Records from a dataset
== Segment start ==
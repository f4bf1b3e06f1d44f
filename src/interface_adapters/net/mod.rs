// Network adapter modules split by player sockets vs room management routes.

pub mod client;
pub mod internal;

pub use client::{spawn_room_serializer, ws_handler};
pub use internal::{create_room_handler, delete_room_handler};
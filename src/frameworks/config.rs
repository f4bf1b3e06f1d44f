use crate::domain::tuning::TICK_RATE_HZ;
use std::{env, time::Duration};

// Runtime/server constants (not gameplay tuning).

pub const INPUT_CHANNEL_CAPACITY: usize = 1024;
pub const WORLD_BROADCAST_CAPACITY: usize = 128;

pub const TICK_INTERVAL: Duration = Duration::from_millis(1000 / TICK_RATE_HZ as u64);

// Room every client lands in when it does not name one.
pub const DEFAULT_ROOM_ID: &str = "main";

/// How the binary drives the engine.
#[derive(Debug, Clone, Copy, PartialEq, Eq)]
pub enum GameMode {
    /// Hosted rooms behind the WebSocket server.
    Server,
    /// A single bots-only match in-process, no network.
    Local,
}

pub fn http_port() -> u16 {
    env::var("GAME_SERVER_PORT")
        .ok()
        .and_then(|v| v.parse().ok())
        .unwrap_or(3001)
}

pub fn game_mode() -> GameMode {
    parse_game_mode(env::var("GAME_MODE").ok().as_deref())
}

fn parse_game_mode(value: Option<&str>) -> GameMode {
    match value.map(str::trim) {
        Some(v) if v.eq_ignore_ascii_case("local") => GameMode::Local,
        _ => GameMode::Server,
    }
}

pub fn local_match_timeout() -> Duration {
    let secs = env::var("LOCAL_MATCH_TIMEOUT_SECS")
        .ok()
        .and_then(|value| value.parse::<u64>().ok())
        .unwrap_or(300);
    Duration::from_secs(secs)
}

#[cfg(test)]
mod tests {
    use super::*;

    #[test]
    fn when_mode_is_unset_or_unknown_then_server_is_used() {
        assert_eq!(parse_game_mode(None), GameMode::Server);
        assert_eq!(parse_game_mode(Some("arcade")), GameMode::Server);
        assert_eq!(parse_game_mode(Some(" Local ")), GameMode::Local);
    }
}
== Segment end ==
== Segment start ==
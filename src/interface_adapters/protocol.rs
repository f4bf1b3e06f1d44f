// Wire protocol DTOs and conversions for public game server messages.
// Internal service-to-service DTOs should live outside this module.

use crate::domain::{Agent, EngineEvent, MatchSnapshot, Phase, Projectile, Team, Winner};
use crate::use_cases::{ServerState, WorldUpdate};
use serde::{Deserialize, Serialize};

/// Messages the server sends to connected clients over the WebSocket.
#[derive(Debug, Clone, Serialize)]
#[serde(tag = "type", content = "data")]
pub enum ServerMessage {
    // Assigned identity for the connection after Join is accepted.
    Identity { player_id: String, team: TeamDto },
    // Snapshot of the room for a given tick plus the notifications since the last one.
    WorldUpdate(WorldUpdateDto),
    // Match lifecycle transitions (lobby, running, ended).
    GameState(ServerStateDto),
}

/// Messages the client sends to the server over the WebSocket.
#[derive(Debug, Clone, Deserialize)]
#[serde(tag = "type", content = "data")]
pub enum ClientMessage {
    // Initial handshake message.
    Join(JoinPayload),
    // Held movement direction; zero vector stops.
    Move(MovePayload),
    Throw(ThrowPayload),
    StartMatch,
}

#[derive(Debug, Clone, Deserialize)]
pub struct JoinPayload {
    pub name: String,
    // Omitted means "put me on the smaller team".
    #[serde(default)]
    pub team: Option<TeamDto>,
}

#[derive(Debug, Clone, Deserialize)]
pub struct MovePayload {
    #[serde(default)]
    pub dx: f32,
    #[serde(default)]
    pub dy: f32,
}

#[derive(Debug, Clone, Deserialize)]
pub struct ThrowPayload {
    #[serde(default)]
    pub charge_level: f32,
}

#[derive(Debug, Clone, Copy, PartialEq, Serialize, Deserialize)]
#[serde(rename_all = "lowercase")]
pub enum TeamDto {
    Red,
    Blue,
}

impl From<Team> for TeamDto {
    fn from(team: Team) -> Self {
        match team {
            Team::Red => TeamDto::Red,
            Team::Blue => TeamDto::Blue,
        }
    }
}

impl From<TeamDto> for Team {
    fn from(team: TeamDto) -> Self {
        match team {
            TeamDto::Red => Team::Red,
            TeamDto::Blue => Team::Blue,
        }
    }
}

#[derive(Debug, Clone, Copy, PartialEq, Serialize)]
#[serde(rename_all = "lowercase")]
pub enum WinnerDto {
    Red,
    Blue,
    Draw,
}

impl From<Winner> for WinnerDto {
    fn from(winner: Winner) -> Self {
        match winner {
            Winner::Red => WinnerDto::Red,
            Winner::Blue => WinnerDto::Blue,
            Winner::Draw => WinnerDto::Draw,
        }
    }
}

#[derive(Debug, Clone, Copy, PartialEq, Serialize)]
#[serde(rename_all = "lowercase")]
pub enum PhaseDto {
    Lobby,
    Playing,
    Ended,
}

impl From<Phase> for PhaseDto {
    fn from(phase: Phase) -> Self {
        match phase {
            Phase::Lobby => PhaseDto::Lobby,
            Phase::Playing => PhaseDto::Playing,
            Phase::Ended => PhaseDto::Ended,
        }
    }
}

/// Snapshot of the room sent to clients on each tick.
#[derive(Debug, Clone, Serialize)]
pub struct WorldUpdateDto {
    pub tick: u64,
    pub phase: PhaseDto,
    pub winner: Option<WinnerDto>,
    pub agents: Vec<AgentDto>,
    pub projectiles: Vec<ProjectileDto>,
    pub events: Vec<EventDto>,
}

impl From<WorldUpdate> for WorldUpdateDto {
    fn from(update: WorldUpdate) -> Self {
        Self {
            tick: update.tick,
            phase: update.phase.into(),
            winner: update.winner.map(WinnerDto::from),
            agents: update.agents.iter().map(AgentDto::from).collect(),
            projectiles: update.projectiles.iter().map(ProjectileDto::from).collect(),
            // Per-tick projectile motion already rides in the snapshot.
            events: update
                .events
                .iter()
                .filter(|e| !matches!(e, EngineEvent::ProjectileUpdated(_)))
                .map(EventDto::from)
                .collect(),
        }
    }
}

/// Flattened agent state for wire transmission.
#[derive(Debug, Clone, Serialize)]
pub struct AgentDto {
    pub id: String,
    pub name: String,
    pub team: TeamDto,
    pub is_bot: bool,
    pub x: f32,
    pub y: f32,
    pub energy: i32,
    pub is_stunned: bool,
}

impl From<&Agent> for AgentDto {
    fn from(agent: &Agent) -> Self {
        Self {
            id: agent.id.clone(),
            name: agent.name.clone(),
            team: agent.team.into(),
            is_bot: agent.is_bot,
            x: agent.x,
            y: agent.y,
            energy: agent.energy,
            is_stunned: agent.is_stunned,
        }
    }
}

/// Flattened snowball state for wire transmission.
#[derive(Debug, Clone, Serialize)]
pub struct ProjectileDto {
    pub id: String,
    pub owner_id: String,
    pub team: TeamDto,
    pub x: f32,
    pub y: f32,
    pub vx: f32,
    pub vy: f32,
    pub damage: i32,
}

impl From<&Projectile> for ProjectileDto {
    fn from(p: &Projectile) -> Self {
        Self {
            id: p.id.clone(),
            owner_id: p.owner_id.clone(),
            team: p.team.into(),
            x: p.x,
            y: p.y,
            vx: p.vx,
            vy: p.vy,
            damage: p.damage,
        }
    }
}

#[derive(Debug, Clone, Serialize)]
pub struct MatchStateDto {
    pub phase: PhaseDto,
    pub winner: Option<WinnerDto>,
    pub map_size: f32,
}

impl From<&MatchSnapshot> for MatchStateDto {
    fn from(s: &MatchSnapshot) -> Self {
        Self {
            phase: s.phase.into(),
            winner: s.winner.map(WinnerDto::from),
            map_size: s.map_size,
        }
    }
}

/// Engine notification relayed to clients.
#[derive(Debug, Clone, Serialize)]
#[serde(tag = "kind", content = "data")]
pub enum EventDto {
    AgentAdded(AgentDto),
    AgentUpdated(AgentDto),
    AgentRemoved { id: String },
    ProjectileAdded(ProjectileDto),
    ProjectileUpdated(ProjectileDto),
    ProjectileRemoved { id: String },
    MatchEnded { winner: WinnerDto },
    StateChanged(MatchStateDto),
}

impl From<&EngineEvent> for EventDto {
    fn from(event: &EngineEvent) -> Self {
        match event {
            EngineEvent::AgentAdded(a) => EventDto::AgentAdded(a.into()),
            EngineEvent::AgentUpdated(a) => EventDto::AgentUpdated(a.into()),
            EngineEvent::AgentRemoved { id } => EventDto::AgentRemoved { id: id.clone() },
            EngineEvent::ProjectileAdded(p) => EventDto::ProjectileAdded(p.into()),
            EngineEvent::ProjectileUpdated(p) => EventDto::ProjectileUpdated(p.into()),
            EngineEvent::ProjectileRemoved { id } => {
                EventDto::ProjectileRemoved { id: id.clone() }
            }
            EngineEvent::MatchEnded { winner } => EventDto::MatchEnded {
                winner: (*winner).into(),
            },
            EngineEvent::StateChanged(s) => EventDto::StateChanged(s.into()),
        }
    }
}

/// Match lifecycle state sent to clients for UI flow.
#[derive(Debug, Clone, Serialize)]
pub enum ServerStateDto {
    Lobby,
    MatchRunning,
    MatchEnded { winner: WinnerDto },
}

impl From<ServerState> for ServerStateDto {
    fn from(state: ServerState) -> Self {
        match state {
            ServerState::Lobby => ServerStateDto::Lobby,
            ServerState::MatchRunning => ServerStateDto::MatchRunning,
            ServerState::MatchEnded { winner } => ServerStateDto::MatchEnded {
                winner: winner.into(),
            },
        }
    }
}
== Segment end ==
▸ **EXERCISE INSTRUCTIONS**
Copy the stretch of the records above that runs from the line with "filename src/interface_adapters/net/mod.rs" through the line with "drives the engine.". Both end lines belong in the copy, and nothing else does.

▸ **EXPECTED OUTPUT**
filename src/interface_adapters/net/mod.rs
// Network adapter modules split by player sockets vs room management routes.

pub mod client;
pub mod internal;

pub use client::{spawn_room_serializer, ws_handler};
pub use internal::{create_room_handler, delete_room_handler};
filename src/frameworks/config.rs
repository f4bf1b3e06f1d44f
use crate::domain::tuning::TICK_RATE_HZ;
use std::{env, time::Duration};

// Runtime/server constants (not gameplay tuning).

pub const INPUT_CHANNEL_CAPACITY: usize = 1024;
pub const WORLD_BROADCAST_CAPACITY: usize = 128;

pub const TICK_INTERVAL: Duration = Duration::from_millis(1000 / TICK_RATE_HZ as u64);

// Room every client lands in when it does not name one.
pub const DEFAULT_ROOM_ID: &str = "main";

/// How the binary drives the engine.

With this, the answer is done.